A Wisconsin amateur radio operator overstepped the bounds of common sense when he allowed his daughter to use the top of Marshfield, Wisconsin’s City Hall as her personal playground this week. And one misstep on her part could have resulted in her tragic death or a serious injury.
Chris Henry had the day off and decided to remove an unused antenna and feedline belonging to his amateur radio club from the eight-story city hall rooftop on S. Central Ave. The club had recently relocated a 2-meter amateur radio antenna across the street to the police department’s tower.
He also posted photographs of the little girl that appeared to be around 6-years-old running across the rooftop as if she were in a well-guarded indoor play area.
But she wasn’t, and could have easily tripped over a ground cable and transmission line she was jumping over, and rolled off the roof just a few feet away since there was no parapet wall as seen in the above photograph.
Or she could have suffered serious thermal effects caused by high exposure to RF energy; or lost her grip and fallen off the ladder, pictured at right, with her dad recording the last precious moments of her life.
Henry’s actions are reprehensible. Equally inexcusable is the Facebook group’s moderator who didn’t castigate Henry and allowed these pictures to remain posted as if they were endearing Anne Geddes photographs of a newborn gingerly swaddled inside a Klein bolt bag.

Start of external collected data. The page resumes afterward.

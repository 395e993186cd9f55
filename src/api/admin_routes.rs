//! Admin assistant endpoint

use axum::{
    extract::{rejection::JsonRejection, State},
    response::Json,
    routing::post,
    Router,
};
use serde::{Deserialize, Serialize};

use super::{ApiError, AppState};

#[derive(Debug, Deserialize)]
pub struct ChatRequest {
    pub message: String,
}

#[derive(Debug, Serialize)]
#[serde(rename_all = "camelCase")]
pub struct ChatResponse {
    pub success: bool,
    pub response: String,
    pub submissions_considered: usize,
}

/// POST /api/admin/chat
async fn admin_chat(
    State(state): State<AppState>,
    payload: Result<Json<ChatRequest>, JsonRejection>,
) -> Result<Json<ChatResponse>, ApiError> {
    let Json(req) = payload?;
    let answer = state.insights.answer(&req.message).await?;

    Ok(Json(ChatResponse {
        success: true,
        response: answer.response,
        submissions_considered: answer.submissions_considered,
    }))
}

pub fn routes() -> Router<AppState> {
    Router::new().route("/api/admin/chat", post(admin_chat))
}
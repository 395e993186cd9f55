//! Gibberish Classifier
//!
//! Heuristic gate for low-quality review text. Reviews flagged here skip
//! generation entirely and get fixed fallback text instead.
//!
//! Checks run in a fixed order and the first hit wins. The thresholds are
//! calibrated values; changing the order or a constant changes verdicts.

use regex::Regex;
use std::sync::LazyLock;

// =============================================================================
// THRESHOLDS
// =============================================================================

/// Normalized text shorter than this is gibberish
const MIN_LENGTH: usize = 3;

/// A run of this many identical characters is gibberish
const MAX_REPEAT_RUN: usize = 5;

/// Vowel share of letters must fall inside [MIN, MAX]
const MIN_VOWEL_RATIO: f64 = 0.10;
const MAX_VOWEL_RATIO: f64 = 0.90;

/// Keyboard patterns only count for text shorter than this
const KEYBOARD_MASH_MAX_LENGTH: usize = 20;

/// Share of `[a-z]` characters below which text is gibberish
const MIN_ALPHA_RATIO: f64 = 0.30;

const VOWELS: &str = "aeiou";
const CONSONANTS: &str = "bcdfghjklmnpqrstvwxyz";

/// Adjacent-key runs typical of keyboard mashing
static KEYBOARD_MASH_RE: LazyLock<Regex> =
    LazyLock::new(|| Regex::new(r"(?i)asdf|qwer|zxcv|hjkl|dfgh|cvbn|tyui|fghj").unwrap());

// =============================================================================
// CLASSIFIER
// =============================================================================

/// Which check flagged the text
#[derive(Debug, Clone, Copy, PartialEq, Eq)]
pub enum GibberishReason {
    TooShort,
    RepeatedCharacter,
    VowelRatio,
    KeyboardMash,
    LowAlphaDensity,
}

/// True when the review should bypass generation
pub fn is_gibberish(text: &str) -> bool {
    classify(text).is_some()
}

/// Run every check in order, returning the first that fires
pub fn classify(text: &str) -> Option<GibberishReason> {
    let normalized = text.trim().to_lowercase();
    let length = normalized.chars().count();

    if length < MIN_LENGTH {
        return Some(GibberishReason::TooShort);
    }

    if longest_run(&normalized) >= MAX_REPEAT_RUN {
        return Some(GibberishReason::RepeatedCharacter);
    }

    // No Latin letters at all: nothing to measure, the density check decides.
    if let Some(ratio) = vowel_ratio(&normalized) {
        if !(MIN_VOWEL_RATIO..=MAX_VOWEL_RATIO).contains(&ratio) {
            return Some(GibberishReason::VowelRatio);
        }
    }

    if KEYBOARD_MASH_RE.is_match(text) && length < KEYBOARD_MASH_MAX_LENGTH {
        return Some(GibberishReason::KeyboardMash);
    }

    let alpha = normalized.chars().filter(|c| c.is_ascii_lowercase()).count();
    if (alpha as f64) / (length as f64) < MIN_ALPHA_RATIO {
        return Some(GibberishReason::LowAlphaDensity);
    }

    None
}

/// Length of the longest run of one repeated character
fn longest_run(text: &str) -> usize {
    let mut longest = 0;
    let mut current = 0;
    let mut previous = None;

    for c in text.chars() {
        if Some(c) == previous {
            current += 1;
        } else {
            current = 1;
            previous = Some(c);
        }
        longest = longest.max(current);
    }

    longest
}

/// vowels / (vowels + consonants), or `None` when there are neither
fn vowel_ratio(text: &str) -> Option<f64> {
    let (vowels, consonants) = text.chars().fold((0usize, 0usize), |(v, c), ch| {
        if VOWELS.contains(ch) {
            (v + 1, c)
        } else if CONSONANTS.contains(ch) {
            (v, c + 1)
        } else {
            (v, c)
        }
    });

    let letters = vowels + consonants;
    (letters > 0).then(|| vowels as f64 / letters as f64)
}
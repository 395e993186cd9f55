//! Feedback persistence
//!
//! [`FeedbackStore`] is injected into the API layer. The in-memory store is
//! always available; the Postgres store needs the `database` feature.

#[cfg(feature = "database")]
pub mod feedback_repository;

use async_trait::async_trait;
use tokio::sync::RwLock;

use crate::error::StoreError;
use crate::feedback::FeedbackSubmission;

#[cfg(feature = "database")]
pub use feedback_repository::PgFeedbackStore;

/// Query options for listing submissions
#[derive(Debug, Clone, Default, PartialEq, Eq)]
pub struct SubmissionFilter {
    pub rating: Option<u8>,
    pub user_id: Option<String>,
    pub limit: Option<usize>,
}

impl SubmissionFilter {
    pub fn with_rating(mut self, rating: u8) -> Self {
        self.rating = Some(rating);
        self
    }

    pub fn with_user(mut self, user_id: impl Into<String>) -> Self {
        self.user_id = Some(user_id.into());
        self
    }

    pub fn with_limit(mut self, limit: usize) -> Self {
        self.limit = Some(limit);
        self
    }

    pub fn matches(&self, submission: &FeedbackSubmission) -> bool {
        self.rating.map_or(true, |r| submission.rating == r)
            && self
                .user_id
                .as_deref()
                .map_or(true, |u| submission.user_id.as_deref() == Some(u))
    }
}

/// Persistence collaborator for feedback submissions
#[async_trait]
pub trait FeedbackStore: Send + Sync {
    /// Persist a new submission
    async fn create(&self, submission: &FeedbackSubmission) -> Result<(), StoreError>;

    /// Matching submissions, newest first
    async fn list(&self, filter: &SubmissionFilter) -> Result<Vec<FeedbackSubmission>, StoreError>;

    /// Short backend name for logging
    fn backend_name(&self) -> &str;
}

/// Process-local store. Contents are lost on restart.
#[derive(Debug, Default)]
pub struct InMemoryFeedbackStore {
    submissions: RwLock<Vec<FeedbackSubmission>>,
}

impl InMemoryFeedbackStore {
    pub fn new() -> Self {
        Self::default()
    }
}

#[async_trait]
impl FeedbackStore for InMemoryFeedbackStore {
    async fn create(&self, submission: &FeedbackSubmission) -> Result<(), StoreError> {
        self.submissions.write().await.push(submission.clone());
        Ok(())
    }

    async fn list(&self, filter: &SubmissionFilter) -> Result<Vec<FeedbackSubmission>, StoreError> {
        let guard = self.submissions.read().await;
        let mut matching: Vec<FeedbackSubmission> =
            guard.iter().filter(|s| filter.matches(s)).cloned().collect();
        drop(guard);

        // Stable sort keeps insertion order reversed for equal timestamps
        matching.reverse();
        matching.sort_by(|a, b| b.created_at.cmp(&a.created_at));

        if let Some(limit) = filter.limit {
            matching.truncate(limit);
        }
        Ok(matching)
    }

    fn backend_name(&self) -> &str {
        "memory"
    }
}
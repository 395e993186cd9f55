//! Prompt templates
//!
//! One pure builder per artifact. Rating and review are interpolated as-is;
//! the transport layer handles any escaping.

use super::insights::FeedbackStats;
use super::{Artifact, FeedbackSubmission};

/// Reviews quoted into an admin question prompt are cut to this many characters
pub const INSIGHT_REVIEW_EXCERPT_CHARS: usize = 300;

/// Build the prompt for one artifact
pub fn build_prompt(artifact: Artifact, rating: u8, review: &str) -> String {
    match artifact {
        Artifact::Reply => build_reply_prompt(rating, review),
        Artifact::Summary => build_summary_prompt(rating, review),
        Artifact::Actions => build_actions_prompt(rating, review),
    }
}

/// Customer-facing reply
pub fn build_reply_prompt(rating: u8, review: &str) -> String {
    format!(
        r#"You are a customer service AI responding to a user's feedback.

Rating: {rating}/5 stars
Review: "{review}"

Generate a friendly, professional, and empathetic response that:
1. Thanks the user for their feedback
2. Acknowledges their rating and the specific points they raised
3. Shows that their feedback is valued
4. If the rating is low (1-2 stars), expresses concern and a commitment to improvement
5. Is concise (2-3 sentences)

Response:"#
    )
}

/// Internal summary for administrators
pub fn build_summary_prompt(rating: u8, review: &str) -> String {
    format!(
        r#"You are an AI analyst summarizing customer feedback for administrators.

Rating: {rating}/5 stars
Review: "{review}"

Create a concise summary (1-2 sentences) that captures the customer's sentiment and the key points of the review.

Summary:"#
    )
}

/// Recommended business actions, requested as a bare JSON array
pub fn build_actions_prompt(rating: u8, review: &str) -> String {
    format!(
        r#"You are an AI business consultant analyzing customer feedback.

Rating: {rating}/5 stars
Review: "{review}"

Generate 2-3 concrete, specific, actionable recommendations for the business based on this feedback.
Respond ONLY with a JSON array of strings. Do not use markdown code fences and do not add any text before or after the array.

Example: ["Action 1", "Action 2", "Action 3"]

Recommendations:"#
    )
}

/// Admin question over the aggregate feedback history
pub fn build_insight_prompt(
    question: &str,
    stats: &FeedbackStats,
    submissions: &[FeedbackSubmission],
) -> String {
    let mut prompt = String::from(
        "You are an AI analyst helping a business administrator understand their customer feedback.\n\n",
    );

    prompt.push_str("## Overview\n");
    prompt.push_str(&format!("- Total submissions: {}\n", stats.total));
    prompt.push_str(&format!("- Average rating: {:.1}/5\n", stats.average_rating));
    for bucket in &stats.by_rating {
        prompt.push_str(&format!("- {} stars: {}\n", bucket.rating, bucket.count));
    }

    prompt.push_str(&format!(
        "\n## Most recent feedback ({} entries, newest first)\n",
        submissions.len()
    ));
    for s in submissions {
        prompt.push_str(&format!(
            "- [{}★ | {}] Summary: {} | Review: \"{}\"",
            s.rating,
            s.created_at.format("%Y-%m-%d"),
            s.ai_summary,
            excerpt(&s.review, INSIGHT_REVIEW_EXCERPT_CHARS)
        ));
        if !s.recommended_actions.is_empty() {
            prompt.push_str(&format!(" | Actions: {}", s.recommended_actions.join("; ")));
        }
        prompt.push('\n');
    }

    prompt.push_str(&format!(
        r#"
## Question
{question}

Answer the question using only the feedback above. Be specific, cite ratings or recurring themes where relevant, and keep the answer under 200 words. If the data does not contain the answer, say so.

Answer:"#
    ));

    prompt
}

/// First `max` characters, with an ellipsis when cut
fn excerpt(text: &str, max: usize) -> String {
    if text.chars().count() <= max {
        return text.to_string();
    }
    let cut: String = text.chars().take(max).collect();
    format!("{}…", cut.trim_end())
}
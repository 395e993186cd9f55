//! Application configuration
//!
//! Everything is read from environment variables. The server binary loads a
//! `.env` file first via `dotenvy`.

use std::str::FromStr;

use crate::ai::AiConfig;
use crate::error::ConfigError;

/// Default HTTP port
pub const DEFAULT_PORT: u16 = 3001;

/// Default browser origin allowed by CORS
pub const DEFAULT_CORS_ORIGIN: &str = "http://localhost:3000";

/// Default number of submissions quoted into an admin question prompt
pub const DEFAULT_INSIGHT_CONTEXT_LIMIT: usize = 50;

/// Top-level configuration for the server process
#[derive(Debug, Clone)]
pub struct AppConfig {
    pub port: u16,
    pub cors_origin: String,
    /// Postgres URL. `None` selects the in-memory store.
    pub database_url: Option<String>,
    pub insight_context_limit: usize,
    pub ai: AiConfig,
}

impl AppConfig {
    /// Create from environment variables
    pub fn from_env() -> Result<Self, ConfigError> {
        Self::from_lookup(|key| std::env::var(key).ok())
    }

    /// Build from an arbitrary key lookup
    pub fn from_lookup<F>(lookup: F) -> Result<Self, ConfigError>
    where
        F: Fn(&str) -> Option<String>,
    {
        Ok(Self {
            port: parse_or("PORT", &lookup, DEFAULT_PORT)?,
            cors_origin: non_empty(lookup("CORS_ORIGIN"))
                .unwrap_or_else(|| DEFAULT_CORS_ORIGIN.to_string()),
            database_url: non_empty(lookup("DATABASE_URL")),
            insight_context_limit: parse_or(
                "INSIGHT_CONTEXT_LIMIT",
                &lookup,
                DEFAULT_INSIGHT_CONTEXT_LIMIT,
            )?,
            ai: AiConfig::from_lookup(&lookup)?,
        })
    }
}

/// Treat unset and blank values the same
pub(crate) fn non_empty(value: Option<String>) -> Option<String> {
    value
        .map(|v| v.trim().to_string())
        .filter(|v| !v.is_empty())
}

/// Parse an optional variable; present-but-invalid is an error
pub(crate) fn parse_opt<T, F>(key: &str, lookup: &F) -> Result<Option<T>, ConfigError>
where
    T: FromStr,
    T::Err: std::fmt::Display,
    F: Fn(&str) -> Option<String>,
{
    match non_empty(lookup(key)) {
        None => Ok(None),
        Some(raw) => raw
            .parse::<T>()
            .map(Some)
            .map_err(|e| ConfigError::invalid(key, &raw, e.to_string())),
    }
}

pub(crate) fn parse_or<T, F>(key: &str, lookup: &F, default: T) -> Result<T, ConfigError>
where
    T: FromStr,
    T::Err: std::fmt::Display,
    F: Fn(&str) -> Option<String>,
{
    Ok(parse_opt(key, lookup)?.unwrap_or(default))
}
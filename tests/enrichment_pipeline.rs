//! End-to-end enrichment pipeline tests against stub providers.
//!
//! Run with: cargo test --test enrichment_pipeline

use std::sync::atomic::{AtomicUsize, Ordering};
use std::sync::Arc;
use std::time::Duration;

use async_trait::async_trait;
use feedback_enrich::ai::{AiError, AiResult, GenerationClient, LlmClient};
use feedback_enrich::feedback::enrichment::{
    gibberish_result, summary_fallback, ACTIONS_FALLBACK, REPLY_FALLBACK,
};
use feedback_enrich::{is_gibberish, FeedbackEnricher, FeedbackInput};

// ── Stub providers ─────────────────────────────────────────────

/// Deterministic replies keyed on which template produced the prompt
struct TemplateStub {
    calls: AtomicUsize,
    actions: &'static str,
}

impl TemplateStub {
    fn new(actions: &'static str) -> Arc<Self> {
        Arc::new(Self {
            calls: AtomicUsize::new(0),
            actions,
        })
    }
}

#[async_trait]
impl LlmClient for TemplateStub {
    async fn generate(&self, prompt: &str) -> AiResult<String> {
        self.calls.fetch_add(1, Ordering::SeqCst);
        let text = if prompt.contains("customer service AI") {
            "Thank you, we're glad you enjoyed it!"
        } else if prompt.contains("summarizing customer feedback") {
            "Positive review of the food quality."
        } else {
            self.actions
        };
        Ok(text.to_string())
    }
    fn model_name(&self) -> &str {
        "template-stub"
    }
    fn provider_name(&self) -> &str {
        "Test"
    }
}

/// Fails every call
struct FailingStub {
    calls: AtomicUsize,
}

#[async_trait]
impl LlmClient for FailingStub {
    async fn generate(&self, _prompt: &str) -> AiResult<String> {
        self.calls.fetch_add(1, Ordering::SeqCst);
        Err(AiError::Api {
            status: 503,
            body: "service unavailable".to_string(),
        })
    }
    fn model_name(&self) -> &str {
        "failing-stub"
    }
    fn provider_name(&self) -> &str {
        "Test"
    }
}

/// Never answers in time
struct HangingStub;

#[async_trait]
impl LlmClient for HangingStub {
    async fn generate(&self, _prompt: &str) -> AiResult<String> {
        tokio::time::sleep(Duration::from_secs(3600)).await;
        Ok("too late".to_string())
    }
    fn model_name(&self) -> &str {
        "hanging-stub"
    }
    fn provider_name(&self) -> &str {
        "Test"
    }
}

/// Answers after a fixed delay
struct SleepingStub {
    delay: Duration,
}

#[async_trait]
impl LlmClient for SleepingStub {
    async fn generate(&self, _prompt: &str) -> AiResult<String> {
        tokio::time::sleep(self.delay).await;
        Ok("Add more seating near the windows".to_string())
    }
    fn model_name(&self) -> &str {
        "sleeping-stub"
    }
    fn provider_name(&self) -> &str {
        "Test"
    }
}

fn enricher(provider: Arc<dyn LlmClient>) -> FeedbackEnricher {
    FeedbackEnricher::new(GenerationClient::new(provider))
}

fn review(rating: i64, text: &str) -> FeedbackInput {
    FeedbackInput::new(rating, text).unwrap()
}

// ── Tests ──────────────────────────────────────────────────────

#[tokio::test]
async fn test_deterministic_provider_gives_identical_results() {
    let stub = TemplateStub::new(r#"["Keep the seasonal menu", "Highlight the chef's specials"]"#);
    let enricher = enricher(stub.clone());
    let input = review(5, "The risotto was perfectly cooked and seasoned.");

    let first = enricher.enrich(&input).await;
    let second = enricher.enrich(&input).await;

    assert_eq!(first, second);
    assert_eq!(stub.calls.load(Ordering::SeqCst), 6);
}

#[tokio::test]
async fn test_long_json_array_is_cut_to_three() {
    let stub = TemplateStub::new(
        r#"["Hire another barista", "Open earlier on weekends", "Add oat milk", "Repaint the sign", "Offer loyalty cards"]"#,
    );
    let result = enricher(stub)
        .enrich(&review(4, "Good coffee but the queue is always long."))
        .await;

    assert_eq!(
        result.recommended_actions,
        vec![
            "Hire another barista",
            "Open earlier on weekends",
            "Add oat milk"
        ]
    );
}

#[tokio::test]
async fn test_fenced_json_actions() {
    let stub = TemplateStub::new("```json\n[\"Fix the wobbly tables\", \"Dim the lighting\"]\n```");
    let result = enricher(stub)
        .enrich(&review(3, "Tables wobble and the lights are harsh."))
        .await;

    assert_eq!(
        result.recommended_actions,
        vec!["Fix the wobbly tables", "Dim the lighting"]
    );
}

#[tokio::test]
async fn test_bullet_prose_actions() {
    let stub = TemplateStub::new(
        "- Train staff to greet guests promptly\n- Add a second cashier at lunch\n- Ok",
    );
    let result = enricher(stub)
        .enrich(&review(2, "Nobody greeted us and lunch took forever."))
        .await;

    assert_eq!(
        result.recommended_actions,
        vec![
            "Train staff to greet guests promptly",
            "Add a second cashier at lunch"
        ]
    );
}

#[tokio::test]
async fn test_failing_provider_still_completes() {
    let stub = Arc::new(FailingStub {
        calls: AtomicUsize::new(0),
    });
    let result = enricher(stub.clone())
        .enrich(&review(2, "Delivery arrived an hour late and cold."))
        .await;

    assert_eq!(result.user_reply, REPLY_FALLBACK);
    assert_eq!(result.admin_summary, summary_fallback(2));
    assert_eq!(result.recommended_actions, ACTIONS_FALLBACK.to_vec());
    assert_eq!(stub.calls.load(Ordering::SeqCst), 3);
}

#[tokio::test(start_paused = true)]
async fn test_timeout_resolves_to_fallbacks() {
    let client = GenerationClient::new(Arc::new(HangingStub)).with_timeout(Duration::from_secs(5));
    let result = FeedbackEnricher::new(client)
        .enrich(&review(4, "Nice view from the balcony seats."))
        .await;

    assert_eq!(result.user_reply, REPLY_FALLBACK);
    assert_eq!(result.admin_summary, summary_fallback(4));
    assert_eq!(result.recommended_actions.len(), 3);
}

#[tokio::test(start_paused = true)]
async fn test_artifact_calls_overlap() {
    let delay = Duration::from_secs(2);
    let enricher = enricher(Arc::new(SleepingStub { delay }));

    let started = tokio::time::Instant::now();
    let result = enricher
        .enrich(&review(4, "Cozy place but it gets crowded at lunch."))
        .await;
    let elapsed = started.elapsed();

    assert_eq!(result.user_reply, "Add more seating near the windows");
    assert!(elapsed >= delay, "elapsed {elapsed:?}");
    assert!(elapsed < delay * 2, "calls ran one after another: {elapsed:?}");
}

#[tokio::test]
async fn test_gibberish_makes_no_calls() {
    let stub = TemplateStub::new("[]");
    let enricher = enricher(stub.clone());

    for text in ["aaaaaaa", "zxcvzxcv", "ok", "1234567890!!"] {
        assert!(is_gibberish(text), "{text:?} should be gibberish");
        let result = enricher.enrich(&review(3, text)).await;
        assert_eq!(result, gibberish_result(3));
    }
    assert_eq!(stub.calls.load(Ordering::SeqCst), 0);
}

Concerned over police chief’s cavalier interest
Blake Bowers, Vice President of Frosty Towers, a mid-tier tower consolidator, became incensed when he saw the photographs and dashed off an email to Marshfield Police Chief Rick Gramsa, advising him of what was going on at his facility, accompanied by pictures and details of the violations, and asked for the telephone number for the city’s child abuse and neglect hotline.
Bowers, a former fire chief who has assisted in numerous rescues, thought the chief would take immediate action, but was concerned after receiving an email this morning that simply said: “That is actually pictures from our city hall building. Thank you for sharing.”
“This troubles me greatly, both the fact it happened, and the fact that the chief of police does not seem to think it is worthy of attention,” said Bowers.
Wireless Estimator contacted a representative of Marshfield’s city hall to find out who managed their rooftop and what access protection and RF compliance procedures they have in place, but they did not return the call.
The city receives $140,000 a year in revenue from the rental of space for communication antennas on the roof. The city will keep its rooftop antenna leasing agreements when it sells the building and moves into its new facilities.